* Directions for this task
Below are records; give the number of their lines that hold the word "lossily", and write nothing more.

'''

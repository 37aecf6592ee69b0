//! Exported string functions
//!
//! Buffers created here are remembered in a registry keyed by address, so a
//! destructor call on an unknown or already freed buffer is counted instead
//! of corrupting memory.

use crate::alloc::track;
use cef_sys::{cef_string_t, cef_string_userfree_t, char16};
use std::collections::BTreeMap;
use std::os::raw::c_int;
use std::sync::{Mutex, MutexGuard, PoisonError};

static BUFFERS: Mutex<BTreeMap<usize, Box<[char16]>>> = Mutex::new(BTreeMap::new());

fn buffers() -> MutexGuard<'static, BTreeMap<usize, Box<[char16]>>> {
    BUFFERS.lock().unwrap_or_else(PoisonError::into_inner)
}

/// Copy `units` into a new NUL-terminated buffer owned by the registry
pub(crate) fn alloc_buffer(units: &[char16]) -> *mut char16 {
    let mut buffer: Vec<char16> = Vec::with_capacity(units.len() + 1);
    buffer.extend_from_slice(units);
    buffer.push(0);
    let mut buffer = buffer.into_boxed_slice();
    let ptr = buffer.as_mut_ptr();
    buffers().insert(ptr as usize, buffer);
    track(|a| a.strings += 1);
    ptr
}

unsafe extern "C" fn free_buffer(ptr: *mut char16) {
    match buffers().remove(&(ptr as usize)) {
        Some(_) => track(|a| a.strings -= 1),
        None => track(|a| a.invalid_frees += 1),
    }
}

/// Borrow the code units of a string
///
/// # Safety
///
/// `s` must point to a valid string.
pub(crate) unsafe fn units<'a>(s: *const cef_string_t) -> &'a [char16] {
    let s = &*s;
    if s.str_.is_null() || s.length == 0 {
        &[]
    } else {
        std::slice::from_raw_parts(s.str_, s.length)
    }
}

/// An owned string value that uses this crate's destructor
pub(crate) fn owned(units: &[char16]) -> cef_string_t {
    if units.is_empty() {
        return cef_string_t::empty();
    }
    cef_string_t {
        str_: alloc_buffer(units),
        length: units.len(),
        dtor: Some(free_buffer),
    }
}

pub unsafe extern "C" fn string_utf16_set(
    src: *const char16,
    src_len: usize,
    output: *mut cef_string_t,
    copy: c_int,
) -> c_int {
    if output.is_null() {
        return 0;
    }
    string_utf16_clear(output);

    if copy != 0 {
        if !src.is_null() && src_len > 0 {
            *output = owned(std::slice::from_raw_parts(src, src_len));
        }
    } else {
        *output = cef_string_t {
            str_: src as *mut char16,
            length: src_len,
            dtor: None,
        };
    }
    1
}

pub unsafe extern "C" fn string_utf16_clear(s: *mut cef_string_t) {
    if s.is_null() {
        return;
    }
    if let Some(dtor) = (*s).dtor {
        if !(*s).str_.is_null() {
            dtor((*s).str_);
        }
    }
    *s = cef_string_t::empty();
}

pub unsafe extern "C" fn string_userfree_utf16_free(s: cef_string_userfree_t) {
    if s.is_null() {
        return;
    }
    string_utf16_clear(s);
    drop(Box::from_raw(s));
    track(|a| a.userfree -= 1);
}

/// A library-style result string holding `units`
pub fn userfree_units(units: &[char16]) -> cef_string_userfree_t {
    track(|a| a.userfree += 1);
    Box::into_raw(Box::new(owned(units)))
}

/// A library-style result string holding `value`
pub fn userfree(value: &str) -> cef_string_userfree_t {
    let units: Vec<char16> = value.encode_utf16().collect();
    userfree_units(&units)
}

/// Null for `None`, otherwise a result string
pub fn userfree_opt(value: Option<&str>) -> cef_string_userfree_t {
    value.map_or(std::ptr::null_mut(), userfree)
}

/// Read a string lossily; null reads as `None`
///
/// # Safety
///
/// `s` must be null or point to a valid string.
pub unsafe fn read_string(s: *const cef_string_t) -> Option<String> {
    if s.is_null() {
        None
    } else {
        Some(String::from_utf16_lossy(units(s)))
    }
}

/// A string owned by this crate, cleared on drop
///
/// Stands in for strings the library passes to callbacks and for
/// out-parameters the bridge writes into.
#[derive(Debug)]
pub struct TestString {
    raw: Box<cef_string_t>,
}

impl TestString {
    pub fn new(value: &str) -> Self {
        let units: Vec<char16> = value.encode_utf16().collect();
        Self::from_units(&units)
    }

    /// Arbitrary code units, including unpaired surrogates
    pub fn from_units(units: &[char16]) -> Self {
        Self {
            raw: Box::new(owned(units)),
        }
    }

    pub fn as_ptr(&self) -> *const cef_string_t {
        &*self.raw
    }

    pub fn as_mut_ptr(&mut self) -> *mut cef_string_t {
        &mut *self.raw
    }

    /// Current contents, decoded lossily
    pub fn value(&self) -> String {
        unsafe { String::from_utf16_lossy(units(self.as_ptr())) }
    }
}

impl Drop for TestString {
    fn drop(&mut self) {
        unsafe { string_utf16_clear(self.as_mut_ptr()) }
    }
}

#[cfg(test)]
mod tests {
    use super::*;
    use crate::alloc::LeakCheck;
    use pretty_assertions::assert_eq;

    #[test]
    fn test_set_copy_then_clear() {
        let check = LeakCheck::new();
        let units: Vec<u16> = "hello".encode_utf16().collect();
        let mut s = cef_string_t::empty();
        unsafe {
            assert_eq!(string_utf16_set(units.as_ptr(), units.len(), &mut s, 1), 1);
            assert_eq!(s.length, 5);
            assert!(s.dtor.is_some());
            assert_eq!(check.delta().strings, 1);
            string_utf16_clear(&mut s);
        }
        assert!(s.str_.is_null());
        check.assert_clean();
    }

    #[test]
    fn test_set_without_copy_borrows() {
        let units: Vec<u16> = "abc".encode_utf16().collect();
        let mut s = cef_string_t::empty();
        unsafe {
            string_utf16_set(units.as_ptr(), units.len(), &mut s, 0);
        }
        assert_eq!(s.str_ as *const u16, units.as_ptr());
        assert!(s.dtor.is_none());
    }

    #[test]
    fn test_set_replaces_previous_value() {
        let check = LeakCheck::new();
        let mut s = TestString::new("first");
        let units: Vec<u16> = "second".encode_utf16().collect();
        unsafe {
            string_utf16_set(units.as_ptr(), units.len(), s.as_mut_ptr(), 1);
        }
        assert_eq!(s.value(), "second");
        drop(s);
        check.assert_clean();
    }

    #[test]
    fn test_userfree_round_trip() {
        let check = LeakCheck::new();
        let s = userfree("value");
        unsafe {
            assert_eq!(read_string(s).as_deref(), Some("value"));
            string_userfree_utf16_free(s);
        }
        check.assert_clean();
    }

    #[test]
    fn test_double_free_is_counted() {
        let check = LeakCheck::new();
        let s = owned(&[0x61]);
        let dtor = s.dtor.unwrap();
        unsafe {
            dtor(s.str_);
            dtor(s.str_);
        }
        assert_eq!(check.delta().invalid_frees, 1);
    }

    #[test]
    fn test_null_reads_as_none() {
        assert_eq!(unsafe { read_string(std::ptr::null()) }, None);
        assert_eq!(userfree_opt(None), std::ptr::null_mut());
    }
}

'''

* Finished task
2